Übrigens sehen wir hier natürlich die Gleichbehandlung mit den Männern als zentrales Anliegen. Schließlich und endlich soll es dabei zu keiner Benachteiligung kommen. Auch die Sache mit der Karenz im Höchstausmaß von 10 Jahren, ohne Angaben von Gründen, muss neu definiert werden. Oftmals entschließen sich Frauen zu einem zweiten oder dritten Bildungsweg oder wollen für eine überschaubare Zeit aus dem Arbeitsalltag ausscheren. Da wir in der Gemeinde nach wie vor sehr viele frauendominierte Berufe haben und die MitarbeiterInnenanzahl dort eher gering ist, wird dieser mögliche Anspruch von der Dienstgerberin oft verwehrt. Auch das reguläre Pensionsantrittsalter mit 65 Jahren ist für viele Berufe (Pflege, Bildung, Soziales), die mehrheitlich von Frauen ausgeübt werden, allein physisch unmöglich und ab einem gewissen Alter schlicht unzumutbar.

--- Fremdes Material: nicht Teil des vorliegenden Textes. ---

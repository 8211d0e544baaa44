use actix_web::{error::InternalError, web, HttpRequest, HttpResponse, Responder};
use log::warn;
use uuid::Uuid;

use crate::models::plan::{PlanRequestBody, PlanResult};
use crate::services::travel_plan_service::PlanPipeline;

const MOCK_MODE_HEADER: &str = "x-mock-mode";
const MAX_BODY_BYTES: usize = 10 * 1024 * 1024;

/*
    /api/travel-plan
*/
pub async fn create_plan(
    req: HttpRequest,
    pipeline: web::Data<PlanPipeline>,
    input: web::Json<PlanRequestBody>,
) -> impl Responder {
    let request_id = Uuid::new_v4().to_string();
    let force_mock = req
        .headers()
        .get(MOCK_MODE_HEADER)
        .and_then(|v| v.to_str().ok())
        .map(|v| v.eq_ignore_ascii_case("true"))
        .unwrap_or(false);

    match pipeline.plan_trip(&input, force_mock, &request_id).await {
        Ok(plan) => HttpResponse::Ok().json(PlanResult::success(plan)),
        Err(err) => HttpResponse::build(err.status_code()).json(PlanResult::failure(err.to_string())),
    }
}

/// Malformed bodies get the same envelope as validation failures
pub fn json_config() -> web::JsonConfig {
    web::JsonConfig::default()
        .limit(MAX_BODY_BYTES)
        .error_handler(|err, _req| {
            warn!("Rejected travel plan body: {}", err);
            let response = HttpResponse::BadRequest()
                .json(PlanResult::failure(format!("Invalid request body: {}", err)));
            InternalError::from_response(err, response).into()
        })
}
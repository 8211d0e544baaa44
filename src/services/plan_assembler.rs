use log::{info, warn};
use serde_json::Value;
use std::sync::Arc;

use crate::config::GenerationMode;
use crate::error::PlanError;
use crate::models::plan::{GeneratedSections, Section};
use crate::services::budget_report::BudgetReport;
use crate::services::gemini_client::{check_prompt, TextGenerator};
use crate::services::prompt_builder::{PlanPromptBuilder, PromptContext};
use crate::services::text_sanitizer::sanitize;

#[derive(Debug, Clone, PartialEq)]
pub struct AssembledPlan {
    pub sections: GeneratedSections,
    pub budget_breakdown: String,
}

pub struct PlanAssembler {
    generator: Arc<dyn TextGenerator>,
    mode: GenerationMode,
}

impl PlanAssembler {
    pub fn new(generator: Arc<dyn TextGenerator>, mode: GenerationMode) -> Self {
        Self { generator, mode }
    }

    pub fn mode(&self) -> GenerationMode {
        self.mode
    }

    pub fn is_configured(&self) -> bool {
        self.generator.is_configured()
    }

    /// Build every prompt this plan will send and check it against the
    /// provider limits. Run before any outbound work starts.
    pub fn check_prompts(&self, ctx: &PromptContext<'_>) -> Result<(), PlanError> {
        match self.mode {
            GenerationMode::Combined => check_prompt(&PlanPromptBuilder::combined_prompt(ctx)),
            GenerationMode::Sections => Section::ALL
                .into_iter()
                .try_for_each(|section| check_prompt(&PlanPromptBuilder::section_prompt(section, ctx))),
        }
    }

    pub async fn assemble(
        &self,
        ctx: &PromptContext<'_>,
        request_id: &str,
    ) -> Result<AssembledPlan, PlanError> {
        let raw_sections = match self.mode {
            GenerationMode::Combined => self.generate_combined(ctx, request_id).await?,
            GenerationMode::Sections => self.generate_per_section(ctx, request_id).await?,
        };

        let budget_breakdown = BudgetReport {
            request: ctx.request,
            reference_budget: ctx.reference_budget,
            tier: ctx.tier,
            allocation: ctx.allocation,
        }
        .render();

        Ok(AssembledPlan {
            sections: raw_sections.map_text(sanitize),
            budget_breakdown,
        })
    }

    async fn generate_combined(
        &self,
        ctx: &PromptContext<'_>,
        request_id: &str,
    ) -> Result<GeneratedSections, PlanError> {
        let prompt = PlanPromptBuilder::combined_prompt(ctx);
        let raw = self.generator.generate(&prompt).await?;

        let (sections, parsed) = parse_combined_response(&raw);
        if !parsed {
            warn!(
                "[{}] Combined response was not valid JSON; returning raw text as overview",
                request_id
            );
        }
        Ok(sections)
    }

    /// One call per section, in order. A failed section is left empty unless
    /// the failure means no call can succeed (missing credential, bad prompt).
    async fn generate_per_section(
        &self,
        ctx: &PromptContext<'_>,
        request_id: &str,
    ) -> Result<GeneratedSections, PlanError> {
        let mut sections = GeneratedSections::default();
        let mut last_error = None;

        for section in Section::ALL {
            let prompt = PlanPromptBuilder::section_prompt(section, ctx);
            match self.generator.generate(&prompt).await {
                Ok(text) => {
                    info!("[{}] Generated section {}", request_id, section.key());
                    sections.set(section, text);
                }
                Err(err) if err.is_fatal_for_plan() => return Err(err),
                Err(err) => {
                    warn!(
                        "[{}] Section {} failed, leaving it empty: {}",
                        request_id,
                        section.key(),
                        err
                    );
                    last_error = Some(err);
                }
            }
        }

        match last_error {
            Some(err) if sections.missing().len() == Section::ALL.len() => Err(err),
            _ => Ok(sections),
        }
    }
}

/// Pull the five sections out of a combined response. The JSON object is taken
/// from the first `{` to the last `}` so prose around it is ignored. When no
/// object can be parsed, the whole text becomes the overview and the second
/// value is `false`.
pub fn parse_combined_response(raw: &str) -> (GeneratedSections, bool) {
    let slice = match (raw.find('{'), raw.rfind('}')) {
        (Some(start), Some(end)) if start < end => &raw[start..=end],
        _ => raw,
    };

    match serde_json::from_str::<Value>(slice) {
        Ok(Value::Object(map)) => {
            let mut sections = GeneratedSections::default();
            for section in Section::ALL {
                let text = match map.get(section.key()) {
                    Some(Value::String(s)) => s.clone(),
                    Some(Value::Null) | None => String::new(),
                    Some(other) => other.to_string(),
                };
                sections.set(section, text);
            }
            (sections, true)
        }
        _ => (
            GeneratedSections {
                overview: raw.to_string(),
                ..Default::default()
            },
            false,
        ),
    }
}

#[cfg(test)]
mod tests {
    use super::*;
    use crate::error::ProviderErrorKind;
    use crate::models::budget::BudgetTier;
    use crate::models::plan::PlanRequest;
    use crate::services::budget_service::BudgetAllocator;
    use async_trait::async_trait;
    use std::collections::VecDeque;
    use std::sync::Mutex;

    /// Replays canned results and records the prompts it was given
    struct ScriptedGenerator {
        replies: Mutex<VecDeque<Result<String, PlanError>>>,
        prompts: Mutex<Vec<String>>,
    }

    impl ScriptedGenerator {
        fn new(replies: Vec<Result<String, PlanError>>) -> Arc<Self> {
            Arc::new(Self {
                replies: Mutex::new(replies.into()),
                prompts: Mutex::new(Vec::new()),
            })
        }
    }

    #[async_trait]
    impl TextGenerator for ScriptedGenerator {
        fn is_configured(&self) -> bool {
            true
        }

        async fn generate(&self, prompt: &str) -> Result<String, PlanError> {
            self.prompts.lock().unwrap().push(prompt.to_string());
            self.replies
                .lock()
                .unwrap()
                .pop_front()
                .unwrap_or_else(|| Err(PlanError::Http("no more replies".to_string())))
        }
    }

    fn rate_limited() -> PlanError {
        PlanError::Provider {
            kind: ProviderErrorKind::RateLimited,
            message: "slow down".to_string(),
        }
    }

    fn goa_request() -> PlanRequest {
        PlanRequest {
            origin_city: "Mumbai".to_string(),
            destination_city: "Goa".to_string(),
            budget_amount: 50000.0,
            currency_code: "INR".to_string(),
            duration_days: 5,
            traveler_count: 2,
        }
    }

    #[test]
    fn test_oversized_prompts_rejected_up_front() {
        let mut request = goa_request();
        request.destination_city = "Goa".repeat(11_000);
        let allocation = BudgetAllocator::allocate(50000.0, BudgetTier::MidRange);
        let ctx = PromptContext {
            request: &request,
            reference_budget: 50000.0,
            tier: BudgetTier::MidRange,
            allocation: &allocation,
        };

        for mode in [GenerationMode::Combined, GenerationMode::Sections] {
            let generator = ScriptedGenerator::new(vec![]);
            let assembler = PlanAssembler::new(generator.clone(), mode);
            assert!(matches!(
                assembler.check_prompts(&ctx),
                Err(PlanError::Validation(_))
            ));
            assert!(generator.prompts.lock().unwrap().is_empty());
        }

        let request = goa_request();
        let ctx = PromptContext {
            request: &request,
            ..ctx
        };
        let assembler = PlanAssembler::new(ScriptedGenerator::new(vec![]), GenerationMode::Sections);
        assert!(assembler.check_prompts(&ctx).is_ok());
    }

    async fn run(
        generator: Arc<ScriptedGenerator>,
        mode: GenerationMode,
    ) -> Result<AssembledPlan, PlanError> {
        let request = goa_request();
        let allocation = BudgetAllocator::allocate(50000.0, BudgetTier::MidRange);
        let ctx = PromptContext {
            request: &request,
            reference_budget: 50000.0,
            tier: BudgetTier::MidRange,
            allocation: &allocation,
        };
        PlanAssembler::new(generator, mode)
            .assemble(&ctx, "test")
            .await
    }

    #[test]
    fn test_parse_prose_wrapped_json() {
        let raw = r#"Sure! {"overview":"Beaches","attractive_places":"1. Baga","restaurants":"Fish thali","travel_methods":"Train","detailed_itinerary":"Day 1: arrive"} Hope that helps"#;
        let (sections, parsed) = parse_combined_response(raw);

        assert!(parsed);
        assert_eq!(sections.overview, "Beaches");
        assert_eq!(sections.attractive_places, "1. Baga");
        assert_eq!(sections.detailed_itinerary, "Day 1: arrive");
    }

    #[test]
    fn test_parse_stringifies_and_defaults_fields() {
        let (sections, parsed) =
            parse_combined_response(r#"{"overview":"Hi","restaurants":["a","b"],"travel_methods":null}"#);

        assert!(parsed);
        assert_eq!(sections.restaurants, r#"["a","b"]"#);
        assert_eq!(sections.travel_methods, "");
        assert_eq!(sections.attractive_places, "");
    }

    #[test]
    fn test_parse_failure_falls_back_to_overview() {
        let raw = "Goa has beaches {but this is not json}";
        let (sections, parsed) = parse_combined_response(raw);

        assert!(!parsed);
        assert_eq!(sections.overview, raw);
        assert_eq!(sections.missing().len(), 4);

        let (sections, parsed) = parse_combined_response("[1, 2, 3]");
        assert!(!parsed);
        assert_eq!(sections.overview, "[1, 2, 3]");
    }

    #[actix_web::test]
    async fn test_combined_mode_sanitizes_and_reports_budget() {
        let generator = ScriptedGenerator::new(vec![Ok(
            r##"{"overview":"**Goa** is  sunny","attractive_places":"# Forts\n• Aguada","restaurants":"r","travel_methods":"t","detailed_itinerary":"d"}"##
                .to_string(),
        )]);

        let plan = run(generator.clone(), GenerationMode::Combined).await.unwrap();

        assert_eq!(plan.sections.overview, "Goa is sunny");
        assert_eq!(plan.sections.attractive_places, "Forts\n Aguada");
        assert!(plan.budget_breakdown.contains("Accommodation: ₹20,000 (40%)"));
        assert_eq!(generator.prompts.lock().unwrap().len(), 1);
    }

    #[actix_web::test]
    async fn test_combined_mode_provider_error_aborts() {
        let generator = ScriptedGenerator::new(vec![Err(rate_limited())]);
        let err = run(generator, GenerationMode::Combined).await.unwrap_err();
        assert_eq!(err.provider_kind(), Some(ProviderErrorKind::RateLimited));
    }

    #[actix_web::test]
    async fn test_section_mode_tolerates_partial_failure() {
        let generator = ScriptedGenerator::new(vec![
            Ok("Overview text".to_string()),
            Err(rate_limited()),
            Ok("Restaurants text".to_string()),
            Ok("Travel text".to_string()),
            Ok("Itinerary text".to_string()),
        ]);

        let plan = run(generator.clone(), GenerationMode::Sections).await.unwrap();

        assert_eq!(plan.sections.overview, "Overview text");
        assert_eq!(plan.sections.attractive_places, "");
        assert_eq!(plan.sections.detailed_itinerary, "Itinerary text");
        assert_eq!(plan.sections.missing(), vec![Section::AttractivePlaces]);
        assert_eq!(generator.prompts.lock().unwrap().len(), 5);
    }

    #[actix_web::test]
    async fn test_section_mode_config_error_aborts() {
        let generator = ScriptedGenerator::new(vec![Err(PlanError::Config(
            "Gemini API key not configured".to_string(),
        ))]);

        let err = run(generator.clone(), GenerationMode::Sections).await.unwrap_err();

        assert!(matches!(err, PlanError::Config(_)));
        assert_eq!(generator.prompts.lock().unwrap().len(), 1);
    }

    #[actix_web::test]
    async fn test_section_mode_all_failed_surfaces_error() {
        let generator = ScriptedGenerator::new((0..5).map(|_| Err(rate_limited())).collect());
        let err = run(generator, GenerationMode::Sections).await.unwrap_err();
        assert_eq!(err.provider_kind(), Some(ProviderErrorKind::RateLimited));
    }
}
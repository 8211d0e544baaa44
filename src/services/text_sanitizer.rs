//! Cleans generated free text for display.
//!
//! Markdown emphasis, headings, code ticks, table pipes and bullet glyphs are
//! dropped, runs of spaces collapse to one, tabs and carriage returns go away.
//! Newlines are kept as-is because the client renders paragraphs from them.

use regex::Regex;
use std::sync::OnceLock;

fn markup_chars() -> &'static Regex {
    static RE: OnceLock<Regex> = OnceLock::new();
    RE.get_or_init(|| Regex::new(r"[*#`|\x{2022}\x{25CF}\x{25AA}\t\r]").expect("valid regex"))
}

fn repeated_spaces() -> &'static Regex {
    static RE: OnceLock<Regex> = OnceLock::new();
    RE.get_or_init(|| Regex::new(r" {2,}").expect("valid regex"))
}

pub fn sanitize(text: &str) -> String {
    if text.is_empty() {
        return String::new();
    }
    let stripped = markup_chars().replace_all(text, "");
    let collapsed = repeated_spaces().replace_all(&stripped, " ");
    collapsed.trim().to_string()
}

#[cfg(test)]
mod tests {
    use super::*;

    #[test]
    fn test_strips_markdown() {
        let cleaned = sanitize("**Bold** #Heading");
        assert!(!cleaned.contains('*'));
        assert!(!cleaned.contains('#'));
        assert_eq!(cleaned, "Bold Heading");
    }

    #[test]
    fn test_keeps_newlines() {
        let input = "## Day 1\n\n• Beach walk\r\n| Lunch | ₹500 |\n\tEvening   market";
        let cleaned = sanitize(input);
        assert_eq!(cleaned, "Day 1\n\n Beach walk\n Lunch ₹500 \nEvening market");
        assert_eq!(
            cleaned.matches('\n').count(),
            input.matches('\n').count()
        );
    }

    #[test]
    fn test_idempotent() {
        let samples = [
            "",
            "plain text",
            "  * item one\n  * item two  ",
            "`code`  and   ||pipes||\n\n\n# Title",
            "\u{25CF} a \u{25AA} b \u{2022} c",
            "trailing spaces  \n  leading spaces",
            "\t\r\n\t",
        ];
        for sample in samples {
            let once = sanitize(sample);
            assert_eq!(sanitize(&once), once, "not idempotent for {:?}", sample);
        }
    }

    #[test]
    fn test_clean_text_unchanged() {
        let clean = "Goa is known for beaches.\nVisit Fort Aguada at sunset.";
        assert_eq!(sanitize(clean), clean);
    }
}
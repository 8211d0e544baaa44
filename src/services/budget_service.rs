use crate::models::budget::{BudgetAllocation, BudgetTier};

/// INR per person per day at which each tier above `very_low` starts
const BUDGET_THRESHOLD: f64 = 1000.0;
const MID_RANGE_THRESHOLD: f64 = 3000.0;
const LUXURY_THRESHOLD: f64 = 8000.0;

pub struct BudgetClassifier;

impl BudgetClassifier {
    /// Callers must pass non-zero `duration_days` and `traveler_count`.
    pub fn classify(reference_budget: f64, duration_days: u32, traveler_count: u32) -> BudgetTier {
        let per_person_per_day =
            reference_budget / (duration_days as f64 * traveler_count as f64);

        if per_person_per_day < BUDGET_THRESHOLD {
            BudgetTier::VeryLow
        } else if per_person_per_day < MID_RANGE_THRESHOLD {
            BudgetTier::Budget
        } else if per_person_per_day < LUXURY_THRESHOLD {
            BudgetTier::MidRange
        } else {
            BudgetTier::Luxury
        }
    }
}

pub struct BudgetAllocator;

impl BudgetAllocator {
    pub fn allocate(total_reference_budget: f64, tier: BudgetTier) -> BudgetAllocation {
        let [accommodation, food, transport, activities, miscellaneous] =
            tier.allocation_weights().map(|w| total_reference_budget * w);

        BudgetAllocation {
            accommodation,
            food,
            transport,
            activities,
            miscellaneous,
        }
    }
}
//! Place name to coordinates, trying each configured provider in order.
//!
//! Providers without a key are left out of the chain. A provider failure is
//! logged and the next one is tried; when the chain is exhausted the result
//! is `None` and the plan goes out without maps.

use async_trait::async_trait;
use log::{info, warn};
use reqwest::Client;
use serde::Deserialize;
use url::Url;

use crate::config::MapsConfig;
use crate::error::GeoError;
use crate::models::geo::Coordinates;

#[async_trait]
pub trait GeocodeProvider: Send + Sync {
    fn name(&self) -> &'static str;

    async fn geocode(&self, place: &str) -> Result<Coordinates, GeoError>;
}

#[derive(Debug, Deserialize)]
struct GoogleGeocodeResponse {
    #[serde(default)]
    results: Vec<GoogleGeocodeResult>,
}

#[derive(Debug, Deserialize)]
struct GoogleGeocodeResult {
    geometry: GoogleGeometry,
}

#[derive(Debug, Deserialize)]
struct GoogleGeometry {
    location: Coordinates,
}

pub struct GoogleGeocoder {
    http_client: Client,
    base_url: String,
    api_key: String,
}

impl GoogleGeocoder {
    pub fn new(http_client: Client, base_url: &str, api_key: &str) -> Self {
        Self {
            http_client,
            base_url: base_url.trim_end_matches('/').to_string(),
            api_key: api_key.to_string(),
        }
    }
}

#[async_trait]
impl GeocodeProvider for GoogleGeocoder {
    fn name(&self) -> &'static str {
        "google"
    }

    async fn geocode(&self, place: &str) -> Result<Coordinates, GeoError> {
        let url = Url::parse_with_params(
            &format!("{}/maps/api/geocode/json", self.base_url),
            &[("address", place), ("key", self.api_key.as_str())],
        )
        .map_err(|e| GeoError::Payload(e.to_string()))?;

        let response = self.http_client.get(url).send().await?;
        if !response.status().is_success() {
            return Err(GeoError::Status(response.status().as_u16()));
        }

        let body: GoogleGeocodeResponse = response
            .json()
            .await
            .map_err(|e| GeoError::Payload(e.without_url().to_string()))?;

        body.results
            .into_iter()
            .next()
            .map(|r| r.geometry.location)
            .ok_or(GeoError::NoResults)
    }
}

#[derive(Debug, Deserialize)]
struct GeoapifyResponse {
    #[serde(default)]
    features: Vec<GeoapifyFeature>,
}

#[derive(Debug, Deserialize)]
struct GeoapifyFeature {
    geometry: GeoapifyGeometry,
}

#[derive(Debug, Deserialize)]
struct GeoapifyGeometry {
    /// [lng, lat]
    coordinates: Vec<f64>,
}

pub struct GeoapifyGeocoder {
    http_client: Client,
    base_url: String,
    api_key: String,
}

impl GeoapifyGeocoder {
    pub fn new(http_client: Client, base_url: &str, api_key: &str) -> Self {
        Self {
            http_client,
            base_url: base_url.trim_end_matches('/').to_string(),
            api_key: api_key.to_string(),
        }
    }
}

#[async_trait]
impl GeocodeProvider for GeoapifyGeocoder {
    fn name(&self) -> &'static str {
        "geoapify"
    }

    async fn geocode(&self, place: &str) -> Result<Coordinates, GeoError> {
        let url = Url::parse_with_params(
            &format!("{}/v1/geocode/search", self.base_url),
            &[("text", place), ("apiKey", self.api_key.as_str())],
        )
        .map_err(|e| GeoError::Payload(e.to_string()))?;

        let response = self.http_client.get(url).send().await?;
        if !response.status().is_success() {
            return Err(GeoError::Status(response.status().as_u16()));
        }

        let body: GeoapifyResponse = response
            .json()
            .await
            .map_err(|e| GeoError::Payload(e.without_url().to_string()))?;

        let feature = body.features.into_iter().next().ok_or(GeoError::NoResults)?;
        match feature.geometry.coordinates.as_slice() {
            [lng, lat, ..] => Ok(Coordinates::new(*lat, *lng)),
            _ => Err(GeoError::Payload("feature without coordinates".to_string())),
        }
    }
}

pub struct GeoResolver {
    providers: Vec<Box<dyn GeocodeProvider>>,
}

impl GeoResolver {
    pub fn new(providers: Vec<Box<dyn GeocodeProvider>>) -> Self {
        Self { providers }
    }

    /// Google first, Geoapify second, each only when its key is configured
    pub fn from_config(config: &MapsConfig, http_client: Client) -> Self {
        let mut providers: Vec<Box<dyn GeocodeProvider>> = Vec::new();
        if let Some(key) = &config.google_maps_api_key {
            providers.push(Box::new(GoogleGeocoder::new(
                http_client.clone(),
                &config.google_maps_base,
                key,
            )));
        }
        if let Some(key) = &config.geoapify_api_key {
            providers.push(Box::new(GeoapifyGeocoder::new(
                http_client,
                &config.geoapify_api_base,
                key,
            )));
        }
        Self::new(providers)
    }

    pub fn provider_names(&self) -> Vec<&'static str> {
        self.providers.iter().map(|p| p.name()).collect()
    }

    pub async fn resolve(&self, place: &str) -> Option<Coordinates> {
        for provider in &self.providers {
            match provider.geocode(place).await {
                Ok(coords) => {
                    info!(
                        "Geocoded '{}' via {} to ({:.4}, {:.4})",
                        place,
                        provider.name(),
                        coords.lat,
                        coords.lng
                    );
                    return Some(coords);
                }
                Err(e) => warn!(
                    "Geocoding '{}' via {} failed, trying next provider: {}",
                    place,
                    provider.name(),
                    e
                ),
            }
        }
        warn!("No geocoding provider could resolve '{}'", place);
        None
    }
}
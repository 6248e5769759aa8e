//! Error type surfaced to callers of the HTTP API.

use axum::http::StatusCode;
use axum::response::{IntoResponse, Response};
use axum::Json;
use serde_json::json;

use crate::workbook::WorkbookError;

/// Errors that can occur while serving a dashboard update.
#[derive(Debug, thiserror::Error)]
pub enum ApiError {
    /// The repository cell did not hold an `owner/repo` identifier.
    #[error("Please provide a repo in the form 'owner/repo'.")]
    InvalidRepository,

    /// GitHub answered with a non-success status.
    #[error("Error contacting GitHub: {message}")]
    Upstream { status: StatusCode, message: String },

    /// No credential was presented, or the identity provider rejected it.
    #[error("Could not validate credentials")]
    Unauthorized,

    /// The caller authenticated but is not permitted to use the service.
    #[error("{0} is not allowed to access this service")]
    Forbidden(String),

    #[error(transparent)]
    Workbook(#[from] WorkbookError),

    #[error(transparent)]
    Internal(#[from] anyhow::Error),
}

impl ApiError {
    /// Builds an upstream error from a GitHub response status and its decoded body.
    ///
    /// Uses the body's `message` field when present, otherwise falls back to the status code.
    pub fn upstream(status: StatusCode, body: Option<&serde_json::Value>) -> Self {
        let message = body
            .and_then(|body| body.get("message"))
            .and_then(serde_json::Value::as_str)
            .filter(|message| !message.is_empty())
            .map_or_else(|| status.as_u16().to_string(), str::to_string);

        ApiError::Upstream { status, message }
    }

    pub fn status_code(&self) -> StatusCode {
        match self {
            ApiError::InvalidRepository => StatusCode::BAD_REQUEST,
            ApiError::Upstream { status, .. } => *status,
            ApiError::Unauthorized => StatusCode::UNAUTHORIZED,
            ApiError::Forbidden(_) => StatusCode::FORBIDDEN,
            ApiError::Workbook(_) | ApiError::Internal(_) => StatusCode::INTERNAL_SERVER_ERROR,
        }
    }
}

impl IntoResponse for ApiError {
    fn into_response(self) -> Response {
        let status = self.status_code();
        if status.is_server_error() {
            tracing::error!("Request failed: {:#}", self);
        }

        (status, Json(json!({ "detail": self.to_string() }))).into_response()
    }
}

#[cfg(test)]
mod tests {
    use super::*;

    #[test]
    fn test_upstream_message_from_body() {
        let body = json!({ "message": "API rate limit exceeded", "documentation_url": "x" });
        let err = ApiError::upstream(StatusCode::FORBIDDEN, Some(&body));

        assert_eq!(err.status_code(), StatusCode::FORBIDDEN);
        assert_eq!(err.to_string(), "Error contacting GitHub: API rate limit exceeded");
    }

    #[test]
    fn test_upstream_message_falls_back_to_status() {
        let err = ApiError::upstream(StatusCode::BAD_GATEWAY, None);
        assert_eq!(err.to_string(), "Error contacting GitHub: 502");

        let body = json!({ "errors": [] });
        let err = ApiError::upstream(StatusCode::NOT_FOUND, Some(&body));
        assert_eq!(err.to_string(), "Error contacting GitHub: 404");
    }

    #[test]
    fn test_invalid_repository_is_client_error() {
        assert_eq!(
            ApiError::InvalidRepository.status_code(),
            StatusCode::BAD_REQUEST
        );
    }
}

Interessensvertretung und Gewerkschaftspolitik von Frauen für Frauen

Subjektiv lässt sich die Behauptung aufstellen, dass sich Frauen von Frauen in ihren Anliegen im Arbeitsleben und in ihrer durch mehrfache Belastung zerrissenen Welt nachhaltiger und besser verstanden und vertreten fühlen. Objektiv muss jedoch eingestanden werden, dass sehr häufig Männer in höheren Ämtern und Posten zu finden sind und dort Frauenanliegen – einzeln oder kollektiv – aufgrund ihres Wissens oder ihrer Einschätzung vertreten. Dass das nicht immer zur umfassenden Zufriedenheit der Mitarbeiterinnen geschieht, liegt auf der Hand.

Nach wie vor wird gewerkschaftliche Frauenpolitik als die Vertretung der Sonderinteressen einer unrichtigerweise zur Minderheit stigmatisierten Personengruppe verstanden. Die Organisations­strukturen der Gewerkschaft sind noch immer nach dem Maß „Mann“ ausgerichtet. Die Handlungs­macht der Frauen ist vom guten Willen der Männer abhängig. Noch immer sind Vorsitzende der Hauptgruppen, egal wie hoch der Frauenanteil in Berufssparten ist, männlich. Da aber der Beschäftigten­anteil der Frauen bei der Stadt Wien fast 70 Prozent beträgt, haben wir hier eine gewaltige Schieflage.

Solange keinen neuen Spielregeln eingeführt werden und Männer weiter bestimmen, welche Frauen wo, wann und wie in der Gewerkschaft aktiv sein können, wird es keine wirkliche Veränderung geben. Frauen müssen die Möglichkeit haben, ihre unmittelbaren Interessensvertreterinnen zu wählen. Gewerkschaftliche Frauenarbeit ist zu wichtig, um sie der Willkür und dem Machtmonopol Mann zu überlassen. Frauen können sehr gut selbst entscheiden. Die männliche „Fürsorgepflicht“ ist eine vernachlässigbare Größe. Zukünftig darf ruhigen Gewissens eine Gewerkschaftsfunktion nur für Frauen ausgeschrieben werden. Keine stellvertretende oder alibihalber den Quoten verpflichtete Funktion – sondern eine, welche die Chancen der Frauen im Arbeitsleben der Stadt Wien wirklich zielführend und positiv mitgestalten und beeinflussen kann.